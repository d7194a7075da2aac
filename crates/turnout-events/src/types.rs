use chrono::{DateTime, Utc};
use serde::{Deserialize, Serialize};
use serde_json::Value;
use std::fmt;

/// A notification the admission core has decided must go out.
///
/// Intents are written to the outbox in the same transaction as the state
/// change that produced them and are delivered afterwards, so `seq` and `id`
/// are only meaningful once the outbox has assigned them.
#[derive(Debug, Clone, PartialEq, Eq, Serialize, Deserialize)]
pub struct NotificationIntent {
    pub id: String,
    pub seq: i64,
    pub at: DateTime<Utc>,
    pub kind: NotificationKind,
    pub event_id: String,
    pub recipient: String,
    pub correlation_id: Option<String>,
    pub source: EventSource,
    pub payload: Value,
}

#[derive(Debug, Clone, Copy, PartialEq, Eq, Hash, Serialize, Deserialize)]
#[serde(rename_all = "snake_case")]
pub enum NotificationKind {
    RsvpChanged,
    Promoted,
    Waitlisted,
    Removed,
    Invited,
}

impl NotificationKind {
    pub fn as_str(self) -> &'static str {
        match self {
            Self::RsvpChanged => "rsvp_changed",
            Self::Promoted => "promoted",
            Self::Waitlisted => "waitlisted",
            Self::Removed => "removed",
            Self::Invited => "invited",
        }
    }
}

impl fmt::Display for NotificationKind {
    fn fmt(&self, f: &mut fmt::Formatter<'_>) -> fmt::Result {
        f.write_str(self.as_str())
    }
}

#[derive(Debug, Clone, Copy, PartialEq, Eq, Serialize, Deserialize)]
#[serde(rename_all = "PascalCase")]
pub enum EventSource {
    Api,
    Cli,
    Scheduler,
}
//! Admission engine: classifies RSVP changes against capacity and applies
//! them, together with the counter and waitlist bookkeeping they imply.
//!
//! The functions taking a `Store` expect to run inside the per-event lock
//! and an open transaction. They return the notification bodies the change
//! produced; the caller appends them to the outbox.

use crate::attendees::AttendeeRepository;
use crate::counters::{self, Slot};
use crate::error::{AttendeeError, EventError, TurnoutError};
use crate::events::EventRepository;
use crate::notify;
use crate::store::Store;
use crate::types::{
    Attendee, Caller, Event, EventId, NotificationBody, RsvpStatus, SubmitRsvpInput, UserId,
};
use crate::validation::{
    ensure_accepting_rsvps, ensure_can_remove, ensure_organizer, validate_guest_count,
};
use crate::waitlist;
use chrono::{DateTime, Utc};

/// Whether a party of `weight` fits next to `occupied`. `max == 0` means
/// unlimited.
pub fn fits(max: u32, occupied: u32, weight: u32) -> bool {
    max == 0 || occupied.saturating_add(weight) <= max
}

#[derive(Debug, Clone, Copy, PartialEq, Eq)]
pub enum Admission {
    /// Takes effect without touching the queue. Leaves it if the record
    /// was waitlisted under a non-going status change.
    Admit,
    /// A waitlisted `going` record that now fits.
    Promote,
    /// Appended to the tail of the queue.
    Waitlist,
    /// Already queued and still does not fit; position is kept.
    StayWaitlisted,
}

/// Decides the outcome of setting `rsvp`/`guest_count` on top of `prior`.
///
/// `occupied_by_others` is the admitted party total excluding the caller's
/// own record.
pub fn decide(
    event: &Event,
    prior: Option<&Attendee>,
    rsvp: RsvpStatus,
    guest_count: u32,
    occupied_by_others: u32,
) -> Result<Admission, AttendeeError> {
    if rsvp != RsvpStatus::Going {
        return Ok(Admission::Admit);
    }

    let weight = guest_count.saturating_add(1);
    let room = fits(event.max_attendees, occupied_by_others, weight);
    match prior {
        Some(prior) if prior.is_waitlisted => {
            if prior.guest_count != guest_count {
                return Err(AttendeeError::WaitlistedGuestChange);
            }
            Ok(if room {
                Admission::Promote
            } else {
                Admission::StayWaitlisted
            })
        }
        Some(prior) if prior.holds_capacity() => {
            // Only growth is capacity-checked; an admitted party is never
            // pushed back onto the queue by an edit.
            if weight > prior.party_size() && !room {
                return Err(capacity_exceeded(event, occupied_by_others, weight));
            }
            Ok(Admission::Admit)
        }
        _ => Ok(if room {
            Admission::Admit
        } else {
            Admission::Waitlist
        }),
    }
}

fn capacity_exceeded(event: &Event, occupied: u32, requested: u32) -> AttendeeError {
    AttendeeError::CapacityExceeded {
        requested,
        available: event.max_attendees.saturating_sub(occupied),
    }
}

fn load_event<S: Store>(store: &S, event_id: &EventId) -> Result<Event, TurnoutError> {
    store
        .events()
        .get(event_id)?
        .ok_or_else(|| EventError::NotFound.into())
}

fn occupied_by_others<S: Store>(
    store: &S,
    event: &Event,
    user_id: &UserId,
) -> Result<u32, TurnoutError> {
    if event.is_unlimited() {
        return Ok(0);
    }
    store.attendees().occupied(&event.id, Some(user_id))
}

pub fn submit<S: Store>(
    store: &S,
    event_id: &EventId,
    user_id: &UserId,
    input: &SubmitRsvpInput,
    now: DateTime<Utc>,
) -> Result<(Attendee, Vec<NotificationBody>), TurnoutError> {
    let guest_count = validate_guest_count(input.guest_count)?;
    let mut event = load_event(store, event_id)?;
    ensure_accepting_rsvps(&event, now)?;

    let guest_count = if input.rsvp == RsvpStatus::Going {
        guest_count
    } else {
        0
    };
    let prior = store.attendees().get(event_id, user_id)?;
    let occupied = occupied_by_others(store, &event, user_id)?;
    let admission = decide(&event, prior.as_ref(), input.rsvp, guest_count, occupied)?;
    tracing::debug!(
        event_id = %event_id,
        user_id = %user_id,
        rsvp = %input.rsvp,
        guest_count,
        occupied,
        max = event.max_attendees,
        ?admission,
        "rsvp classified"
    );

    let mut updated = prior
        .clone()
        .unwrap_or_else(|| Attendee::new(event_id.clone(), user_id.clone(), now));
    updated.rsvp = input.rsvp;
    updated.guest_count = guest_count;
    updated.rsvp_timestamp = now;
    match admission {
        Admission::Admit | Admission::Promote => updated.leave_waitlist(),
        Admission::Waitlist => {
            updated.is_waitlisted = true;
            updated.waitlist_position = waitlist::next_position(store, event_id)?;
        }
        Admission::StayWaitlisted => {}
    }
    store.attendees().upsert(&updated)?;
    counters::sync(
        store,
        &mut event,
        prior.as_ref().map(Slot::of),
        Some(Slot::of(&updated)),
    )?;

    let mut bodies = notify::for_rsvp(&event, prior.as_ref(), &updated, admission);
    let released = prior.as_ref().map_or(0, Attendee::admitted_weight);
    let left_queue =
        prior.as_ref().is_some_and(|prior| prior.is_waitlisted) && !updated.is_waitlisted;
    if left_queue {
        waitlist::reindex(store, event_id)?;
    }
    // A departed head may have been the only thing blocking the queue.
    if left_queue || released > updated.admitted_weight() {
        bodies.extend(notify::promoted(waitlist::promote(store, &mut event)?));
    }
    Ok((updated, bodies))
}

pub fn update_guest_count<S: Store>(
    store: &S,
    event_id: &EventId,
    user_id: &UserId,
    guest_count: i64,
    now: DateTime<Utc>,
) -> Result<((), Vec<NotificationBody>), TurnoutError> {
    let guest_count = validate_guest_count(guest_count)?;
    let mut event = load_event(store, event_id)?;
    ensure_accepting_rsvps(&event, now)?;
    let prior = store
        .attendees()
        .get(event_id, user_id)?
        .ok_or(AttendeeError::NotFound)?;
    if prior.is_waitlisted {
        return Err(AttendeeError::WaitlistedGuestChange.into());
    }
    if prior.rsvp != RsvpStatus::Going {
        return Err(AttendeeError::NotGoing.into());
    }
    if prior.guest_count == guest_count {
        return Ok(((), Vec::new()));
    }

    let weight = guest_count.saturating_add(1);
    if guest_count > prior.guest_count {
        let occupied = occupied_by_others(store, &event, user_id)?;
        if !fits(event.max_attendees, occupied, weight) {
            tracing::debug!(
                event_id = %event_id,
                user_id = %user_id,
                guest_count,
                occupied,
                max = event.max_attendees,
                "guest count change refused"
            );
            return Err(capacity_exceeded(&event, occupied, weight).into());
        }
    }

    let mut updated = prior.clone();
    updated.guest_count = guest_count;
    updated.rsvp_timestamp = now;
    store.attendees().upsert(&updated)?;
    counters::sync(
        store,
        &mut event,
        Some(Slot::of(&prior)),
        Some(Slot::of(&updated)),
    )?;

    let mut bodies = Vec::new();
    if guest_count < prior.guest_count {
        bodies.extend(notify::promoted(waitlist::promote(store, &mut event)?));
    }
    Ok(((), bodies))
}

pub fn remove<S: Store>(
    store: &S,
    event_id: &EventId,
    user_id: &UserId,
    caller: &Caller,
    now: DateTime<Utc>,
) -> Result<((), Vec<NotificationBody>), TurnoutError> {
    let mut event = load_event(store, event_id)?;
    ensure_can_remove(&event, caller, user_id)?;
    let prior = store
        .attendees()
        .get(event_id, user_id)?
        .ok_or(AttendeeError::NotFound)?;

    store.attendees().delete(event_id, user_id)?;
    counters::sync(store, &mut event, Some(Slot::of(&prior)), None)?;
    tracing::info!(
        event_id = %event_id,
        user_id = %user_id,
        removed_by = %caller.user_id,
        waitlisted = prior.is_waitlisted,
        "attendee removed"
    );

    let mut bodies = vec![notify::removed(&prior, &caller.user_id)];
    if prior.is_waitlisted {
        waitlist::reindex(store, event_id)?;
    }
    // A closed event keeps its queue as it was.
    let frees_queue = prior.is_waitlisted || prior.holds_capacity();
    if frees_queue && ensure_accepting_rsvps(&event, now).is_ok() {
        bodies.extend(notify::promoted(waitlist::promote(store, &mut event)?));
    }
    Ok(((), bodies))
}

pub fn invite<S: Store>(
    store: &S,
    event_id: &EventId,
    user_id: &UserId,
    caller: &Caller,
    now: DateTime<Utc>,
) -> Result<(Attendee, Vec<NotificationBody>), TurnoutError> {
    let mut event = load_event(store, event_id)?;
    ensure_organizer(&event, caller, "invite attendees")?;
    ensure_accepting_rsvps(&event, now)?;
    if store.attendees().get(event_id, user_id)?.is_some() {
        return Err(AttendeeError::AlreadyExists.into());
    }

    let attendee = Attendee::new(event_id.clone(), user_id.clone(), now);
    store.attendees().upsert(&attendee)?;
    counters::sync(store, &mut event, None, Some(Slot::of(&attendee)))?;
    Ok((
        attendee.clone(),
        vec![NotificationBody::Invited {
            attendee,
            invited_by: caller.user_id.clone(),
        }],
    ))
}

#[cfg(test)]
mod tests {
    use super::*;
    use crate::types::{EventStatus, RsvpCounts};

    fn event(max_attendees: u32) -> Event {
        let now = Utc::now();
        Event {
            id: EventId::generate(),
            host_id: UserId::generate(),
            co_hosts: Vec::new(),
            title: "Dinner".to_string(),
            max_attendees,
            status: EventStatus::Scheduled,
            start_time: now,
            end_time: now + chrono::Duration::hours(3),
            rsvp_counts: RsvpCounts::default(),
            created_at: now,
            updated_at: now,
        }
    }

    fn attendee(event: &Event, rsvp: RsvpStatus, guest_count: u32, position: u32) -> Attendee {
        let mut attendee = Attendee::new(event.id.clone(), UserId::generate(), Utc::now());
        attendee.rsvp = rsvp;
        attendee.guest_count = guest_count;
        attendee.is_waitlisted = position > 0;
        attendee.waitlist_position = position;
        attendee
    }

    #[test]
    fn fits_treats_zero_as_unlimited() {
        assert!(fits(0, 10_000, 50));
        assert!(fits(2, 1, 1));
        assert!(!fits(2, 1, 2));
        assert!(!fits(1, u32::MAX, 1));
    }

    #[test]
    fn new_party_that_overflows_is_waitlisted() {
        let event = event(2);
        assert_eq!(
            decide(&event, None, RsvpStatus::Going, 1, 1).unwrap(),
            Admission::Waitlist
        );
        assert_eq!(
            decide(&event, None, RsvpStatus::Going, 0, 1).unwrap(),
            Admission::Admit
        );
    }

    #[test]
    fn non_going_is_always_admitted() {
        let event = event(1);
        for status in [
            RsvpStatus::Interested,
            RsvpStatus::NotGoing,
            RsvpStatus::NoReply,
        ] {
            assert_eq!(
                decide(&event, None, status, 0, 5).unwrap(),
                Admission::Admit
            );
        }
    }

    #[test]
    fn admitted_growth_is_refused_not_waitlisted() {
        let event = event(1);
        let prior = attendee(&event, RsvpStatus::Going, 0, 0);
        let err = decide(&event, Some(&prior), RsvpStatus::Going, 1, 0).unwrap_err();
        assert!(matches!(
            err,
            AttendeeError::CapacityExceeded {
                requested: 2,
                available: 1
            }
        ));
    }

    #[test]
    fn admitted_resubmission_is_never_refused() {
        // Capacity was lowered below the current head count.
        let event = event(1);
        let prior = attendee(&event, RsvpStatus::Going, 2, 0);
        assert_eq!(
            decide(&event, Some(&prior), RsvpStatus::Going, 2, 3).unwrap(),
            Admission::Admit
        );
        assert_eq!(
            decide(&event, Some(&prior), RsvpStatus::Going, 1, 3).unwrap(),
            Admission::Admit
        );
    }

    #[test]
    fn waitlisted_resubmission_keeps_or_promotes() {
        let event = event(2);
        let prior = attendee(&event, RsvpStatus::Going, 1, 1);
        assert_eq!(
            decide(&event, Some(&prior), RsvpStatus::Going, 1, 1).unwrap(),
            Admission::StayWaitlisted
        );
        assert_eq!(
            decide(&event, Some(&prior), RsvpStatus::Going, 1, 0).unwrap(),
            Admission::Promote
        );
        assert!(matches!(
            decide(&event, Some(&prior), RsvpStatus::Going, 0, 0),
            Err(AttendeeError::WaitlistedGuestChange)
        ));
    }

    #[test]
    fn waitlisted_user_leaving_going_is_admitted() {
        let event = event(2);
        let prior = attendee(&event, RsvpStatus::Going, 1, 3);
        assert_eq!(
            decide(&event, Some(&prior), RsvpStatus::NotGoing, 0, 2).unwrap(),
            Admission::Admit
        );
    }
}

** EXERCISE OBJECTIVE **
Please copy, exactly and with nothing else, the lines above beginning at the line that has "pub enum Admission" and ending with the line that has "Some(prior) if prior.is_waitlisted".

** ANSWER **
pub enum Admission {
    /// Takes effect without touching the queue. Leaves it if the record
    /// was waitlisted under a non-going status change.
    Admit,
    /// A waitlisted `going` record that now fits.
    Promote,
    /// Appended to the tail of the queue.
    Waitlist,
    /// Already queued and still does not fit; position is kept.
    StayWaitlisted,
}

/// Decides the outcome of setting `rsvp`/`guest_count` on top of `prior`.
///
/// `occupied_by_others` is the admitted party total excluding the caller's
/// own record.
pub fn decide(
    event: &Event,
    prior: Option<&Attendee>,
    rsvp: RsvpStatus,
    guest_count: u32,
    occupied_by_others: u32,
) -> Result<Admission, AttendeeError> {
    if rsvp != RsvpStatus::Going {
        return Ok(Admission::Admit);
    }

    let weight = guest_count.saturating_add(1);
    let room = fits(event.max_attendees, occupied_by_others, weight);
    match prior {
        Some(prior) if prior.is_waitlisted => {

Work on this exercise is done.